では、日本の商店街を再生するにはどうするか、という事になるんですが、ドイツのフランクフルトから暫し行きますと、ダルムシュタット、という小さな街があります。人口14万人と言いますから、ちょうど大分の別府市と同じ規模になりますか。此処が面白いのは、市が土地を提供、ショッピングモールそのものを、街の中心部に置いてしまったんですよ。其れもね、地下にショッピングモールと駐車場、地上には従来の商店街--此れは専門店に特化したそうです--と住宅や行政組織、という共存共栄方式なんですね。移動は基本的に路面電車であり、環境にも優しいとか。随分思い切ったなあ、と感じますけれども、此れが大成功だったんですって。このダルムシュタット、元々は芸術の街であり、演劇やコンサート等のイベントが多く、其れがまた集客力を増したんでしょうね。又、歴史的に見ましても、ダルムシュタットは、日本の堺や博多の様に、所謂自治都市の性格が強かったですから、住民の皆さんが夫々きちんと自立なさっていたからこそ、この大改革が成功裏に終わったのでしょう。もう1つね、欧米を見倣うべき点として、都市の景観です。此れ、長期間海外に居て、日本に戻ると強く感じるのですけれど、街並みが本当に汚いんですよ。イタリアのシエーナやボローニャやアルベロベロ、或いはリスボンやプラハやサントリーニ島とまでとは申しませんが、もう少し考慮すべきでしょう。江戸時代末期の、日本の街並みの写真を見た事がありますけれど、そりゃあ美しいですよ。

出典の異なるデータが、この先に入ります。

use std::collections::BTreeSet;
use std::os::unix::fs::{FileTypeExt, MetadataExt, PermissionsExt};
use std::os::unix::net::{UnixListener, UnixStream};
use std::path::{Path, PathBuf};
use std::sync::atomic::{AtomicBool, Ordering};
use std::sync::{Arc, Mutex, MutexGuard, RwLock};
use std::thread::JoinHandle;
use std::time::Duration;

use greybus_message::{
    CportMessage, Message, MessageError, MessageReader, MessageWriter, OperationIdAllocator,
    OperationResult,
};
use tracing::{debug, info, warn};

use crate::error::{Result, TransportError};
use crate::traits::{InboundSink, Transport};

/// Maximum socket path length.
/// Unix `sockaddr_un.sun_path` is typically 108 bytes on Linux, 104 on macOS.
#[cfg(target_os = "linux")]
const MAX_PATH_LEN: usize = 108;
#[cfg(not(target_os = "linux"))]
const MAX_PATH_LEN: usize = 104;

/// Unix domain socket transport.
///
/// Binds a filesystem socket and serves one host connection at a time. Each
/// message carries its cport id in the header pad bytes. Inbound messages
/// for cports that are not listening are dropped.
pub struct SocketTransport {
    shared: Arc<SocketShared>,
    accept_thread: Mutex<Option<JoinHandle<()>>>,
}

struct SocketShared {
    listener: UnixListener,
    path: PathBuf,
    created_inode: (u64, u64),
    listening: RwLock<BTreeSet<u16>>,
    writer: Mutex<Option<MessageWriter<UnixStream>>>,
    shutdown: AtomicBool,
}

impl SocketTransport {
    /// Default permission mode for created socket paths.
    pub const DEFAULT_SOCKET_MODE: u32 = 0o600;

    /// Bind a socket at `path`.
    ///
    /// If the path already exists and is a socket, it is removed first (stale
    /// socket cleanup). Any other existing file is refused.
    pub fn bind(path: impl AsRef<Path>) -> Result<Self> {
        Self::bind_with_mode(path, Self::DEFAULT_SOCKET_MODE)
    }

    /// Bind a socket at `path` with an explicit permission mode.
    pub fn bind_with_mode(path: impl AsRef<Path>, mode: u32) -> Result<Self> {
        let path = path.as_ref().to_path_buf();

        let path_bytes = path.as_os_str().len();
        if path_bytes >= MAX_PATH_LEN {
            return Err(TransportError::PathTooLong {
                path,
                len: path_bytes,
                max: MAX_PATH_LEN,
            });
        }

        let bind_err = |source: std::io::Error| TransportError::Bind {
            path: path.clone(),
            source,
        };

        if path.exists() {
            let metadata = std::fs::symlink_metadata(&path).map_err(bind_err)?;
            if !metadata.file_type().is_socket() {
                return Err(bind_err(std::io::Error::new(
                    std::io::ErrorKind::AlreadyExists,
                    "existing path is not a unix socket",
                )));
            }
            debug!(?path, "removing stale socket");
            std::fs::remove_file(&path).map_err(bind_err)?;
        }

        let listener = UnixListener::bind(&path).map_err(bind_err)?;
        std::fs::set_permissions(&path, std::fs::Permissions::from_mode(mode)).map_err(bind_err)?;
        let created = std::fs::symlink_metadata(&path).map_err(bind_err)?;

        info!(?path, "greybus socket bound");

        Ok(Self {
            shared: Arc::new(SocketShared {
                listener,
                path,
                created_inode: (created.dev(), created.ino()),
                listening: RwLock::new(BTreeSet::new()),
                writer: Mutex::new(None),
                shutdown: AtomicBool::new(false),
            }),
            accept_thread: Mutex::new(None),
        })
    }

    /// The path this socket is bound to.
    pub fn path(&self) -> &Path {
        &self.shared.path
    }

    /// Whether a host is currently connected.
    pub fn is_connected(&self) -> bool {
        self.shared.lock_writer().is_some()
    }

    pub fn is_listening(&self, cport: u16) -> bool {
        self.shared.is_listening(cport)
    }
}

impl SocketShared {
    fn lock_writer(&self) -> MutexGuard<'_, Option<MessageWriter<UnixStream>>> {
        self.writer.lock().unwrap_or_else(|p| p.into_inner())
    }

    fn is_listening(&self, cport: u16) -> bool {
        self.listening
            .read()
            .map(|set| set.contains(&cport))
            .unwrap_or(false)
    }

    fn accept_loop(&self, sink: Arc<dyn InboundSink>) {
        while !self.shutdown.load(Ordering::Acquire) {
            let stream = match self.listener.accept() {
                Ok((stream, _addr)) => stream,
                Err(err) => {
                    if self.shutdown.load(Ordering::Acquire) {
                        break;
                    }
                    warn!(error = %TransportError::Accept(err), "accept failed");
                    continue;
                }
            };
            if self.shutdown.load(Ordering::Acquire) {
                break;
            }

            match peer_credentials(&stream) {
                Some((uid, gid, pid)) => info!(uid, gid, pid, "host connected"),
                None => info!("host connected"),
            }

            let write_half = match stream.try_clone() {
                Ok(half) => half,
                Err(err) => {
                    warn!(error = %err, "failed to clone host stream");
                    continue;
                }
            };
            *self.lock_writer() = Some(MessageWriter::new(write_half));

            self.serve(stream, sink.as_ref());

            *self.lock_writer() = None;
        }
        debug!("accept loop finished");
    }

    fn serve(&self, stream: UnixStream, sink: &dyn InboundSink) {
        let mut reader = MessageReader::new(stream);
        loop {
            let CportMessage { cport, message } = match reader.read_message() {
                Ok(msg) => msg,
                Err(MessageError::ConnectionClosed) => {
                    info!("host disconnected");
                    return;
                }
                Err(err) => {
                    if !self.shutdown.load(Ordering::Acquire) {
                        warn!(error = %err, "dropping host connection");
                    }
                    return;
                }
            };

            if !self.is_listening(cport) {
                warn!(
                    cport,
                    op_type = message.op_type(),
                    "dropping message for cport that is not listening"
                );
                continue;
            }

            if let Err(err) = sink.deliver(cport, message) {
                warn!(cport, error = %err, "inbound message rejected");
            }
        }
    }
}

impl Transport for SocketTransport {
    fn init(&self, sink: Arc<dyn InboundSink>) -> Result<()> {
        let mut slot = self
            .accept_thread
            .lock()
            .unwrap_or_else(|p| p.into_inner());
        if slot.is_some() {
            return Ok(());
        }

        self.shared.shutdown.store(false, Ordering::Release);
        let shared = Arc::clone(&self.shared);
        let handle = std::thread::Builder::new()
            .name("greybus-socket".into())
            .spawn(move || shared.accept_loop(sink))?;
        *slot = Some(handle);
        Ok(())
    }

    fn exit(&self) {
        self.shared.shutdown.store(true, Ordering::Release);

        if let Some(writer) = self.shared.lock_writer().take() {
            let _ = writer.get_ref().shutdown(std::net::Shutdown::Both);
        }

        let handle = self
            .accept_thread
            .lock()
            .unwrap_or_else(|p| p.into_inner())
            .take();
        if let Some(handle) = handle {
            // Wake the blocking accept so the thread can observe the flag.
            let _ = UnixStream::connect(&self.shared.path);
            if handle.join().is_err() {
                warn!("socket accept thread panicked");
            }
        }

        if let Ok(mut set) = self.shared.listening.write() {
            set.clear();
        }
        info!(path = ?self.shared.path, "greybus socket closed");
    }

    fn listen(&self, cport: u16) -> Result<()> {
        let mut set = self
            .shared
            .listening
            .write()
            .map_err(|_| TransportError::Shutdown)?;
        set.insert(cport);
        debug!(cport, "listening");
        Ok(())
    }

    fn stop_listening(&self, cport: u16) -> Result<()> {
        let mut set = self
            .shared
            .listening
            .write()
            .map_err(|_| TransportError::Shutdown)?;
        if set.remove(&cport) {
            debug!(cport, "stopped listening");
            Ok(())
        } else {
            Err(TransportError::NotListening(cport))
        }
    }

    fn send(&self, cport: u16, message: &Message) -> Result<()> {
        let mut writer = self.shared.lock_writer();
        match writer.as_mut() {
            Some(writer) => writer.write_message(cport, message).map_err(Into::into),
            None => Err(TransportError::NotConnected),
        }
    }

    fn name(&self) -> &'static str {
        "unix-socket"
    }
}

impl Drop for SocketTransport {
    fn drop(&mut self) {
        let running = self
            .accept_thread
            .lock()
            .map(|slot| slot.is_some())
            .unwrap_or(false);
        if running {
            self.exit();
        }

        let (expected_dev, expected_ino) = self.shared.created_inode;
        if let Ok(metadata) = std::fs::symlink_metadata(&self.shared.path) {
            if metadata.file_type().is_socket()
                && metadata.dev() == expected_dev
                && metadata.ino() == expected_ino
            {
                debug!(path = ?self.shared.path, "cleaning up socket file");
                let _ = std::fs::remove_file(&self.shared.path);
            } else {
                debug!(
                    path = ?self.shared.path,
                    "socket path identity changed; skipping cleanup"
                );
            }
        }
    }
}

/// Host side of a [`SocketTransport`] link.
pub struct SocketClient {
    reader: MessageReader<UnixStream>,
    writer: MessageWriter<UnixStream>,
    ids: OperationIdAllocator,
}

impl SocketClient {
    /// Connect to a listening Greybus socket (blocking).
    pub fn connect(path: impl AsRef<Path>) -> Result<Self> {
        let path = path.as_ref();
        let stream = UnixStream::connect(path).map_err(|e| TransportError::Connect {
            path: path.to_path_buf(),
            source: e,
        })?;
        let write_half = stream.try_clone()?;
        debug!(?path, "connected to greybus socket");
        Ok(Self {
            reader: MessageReader::new(stream),
            writer: MessageWriter::new(write_half),
            ids: OperationIdAllocator::new(),
        })
    }

    /// Bound how long [`SocketClient::recv`] may block.
    pub fn set_read_timeout(&self, timeout: Option<Duration>) -> Result<()> {
        self.reader.get_ref().set_read_timeout(timeout)?;
        Ok(())
    }

    /// Send a message as-is.
    pub fn send(&mut self, cport: u16, message: &Message) -> Result<()> {
        self.writer.write_message(cport, message)?;
        Ok(())
    }

    /// Receive the next message from the node.
    pub fn recv(&mut self) -> Result<CportMessage> {
        Ok(self.reader.read_message()?)
    }

    /// Send a request and wait for its response.
    ///
    /// One-shot requests return `None` immediately. Unrelated traffic that
    /// arrives while waiting is logged and skipped.
    pub fn request(
        &mut self,
        cport: u16,
        op_type: u8,
        payload: &[u8],
        oneshot: bool,
    ) -> Result<Option<Message>> {
        let operation_id = if oneshot { 0 } else { self.ids.next_id() };
        let request =
            Message::with_payload(op_type, operation_id, OperationResult::Success, payload)?;
        self.send(cport, &request)?;
        if oneshot {
            return Ok(None);
        }

        loop {
            let incoming = self.recv()?;
            if incoming.cport == cport
                && incoming.message.is_response()
                && incoming.message.operation_id() == operation_id
            {
                return Ok(Some(incoming.message));
            }
            debug!(
                cport = incoming.cport,
                op_type = incoming.message.op_type(),
                operation_id = incoming.message.operation_id(),
                "skipping unrelated message"
            );
        }
    }
}

/// Credentials of the connected peer as `(uid, gid, pid)`, via `SO_PEERCRED`.
#[cfg(target_os = "linux")]
fn peer_credentials(stream: &UnixStream) -> Option<(u32, u32, u32)> {
    use std::os::fd::AsRawFd;

    let mut cred = libc::ucred {
        pid: 0,
        uid: 0,
        gid: 0,
    };
    let mut len = std::mem::size_of::<libc::ucred>() as libc::socklen_t;

    // SAFETY: `cred` and `len` are valid writable pointers for the provided sizes,
    // and the descriptor is an open Unix socket owned by `stream`.
    let rc = unsafe {
        libc::getsockopt(
            stream.as_raw_fd(),
            libc::SOL_SOCKET,
            libc::SO_PEERCRED,
            (&mut cred as *mut libc::ucred).cast::<libc::c_void>(),
            &mut len,
        )
    };

    if rc == 0 && len as usize == std::mem::size_of::<libc::ucred>() {
        Some((cred.uid, cred.gid, cred.pid as u32))
    } else {
        None
    }
}

#[cfg(not(target_os = "linux"))]
fn peer_credentials(_stream: &UnixStream) -> Option<(u32, u32, u32)> {
    None
}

我が国もね、もっともっと地方自治体に権限を委譲して、自由な街造りを認めたら良いんですよ。例えばダルムシュタットとほぼ同規模の人口の別府ならば、日本最大の温泉を誇り、瀬戸内の美味しい魚介類があり、奥座敷には湯布院だってあります。観光でも温泉を活かした医療でも、幾らでもアピール出来ますよ。何から何まで規制と許認可では、そりゃあ自由な発想の街造りなんて、とても無理ですもんね。官僚や政治家の規制は、百害あって一利無し、お願いだから、君らは何もしなくて良いので、民間の活力に任せたら良いんです!

さて、週末は大寒波の恐れの由、皆様、暖かくして週末をお過ごし下さいね。それでは、又月曜日にお会いしましょう!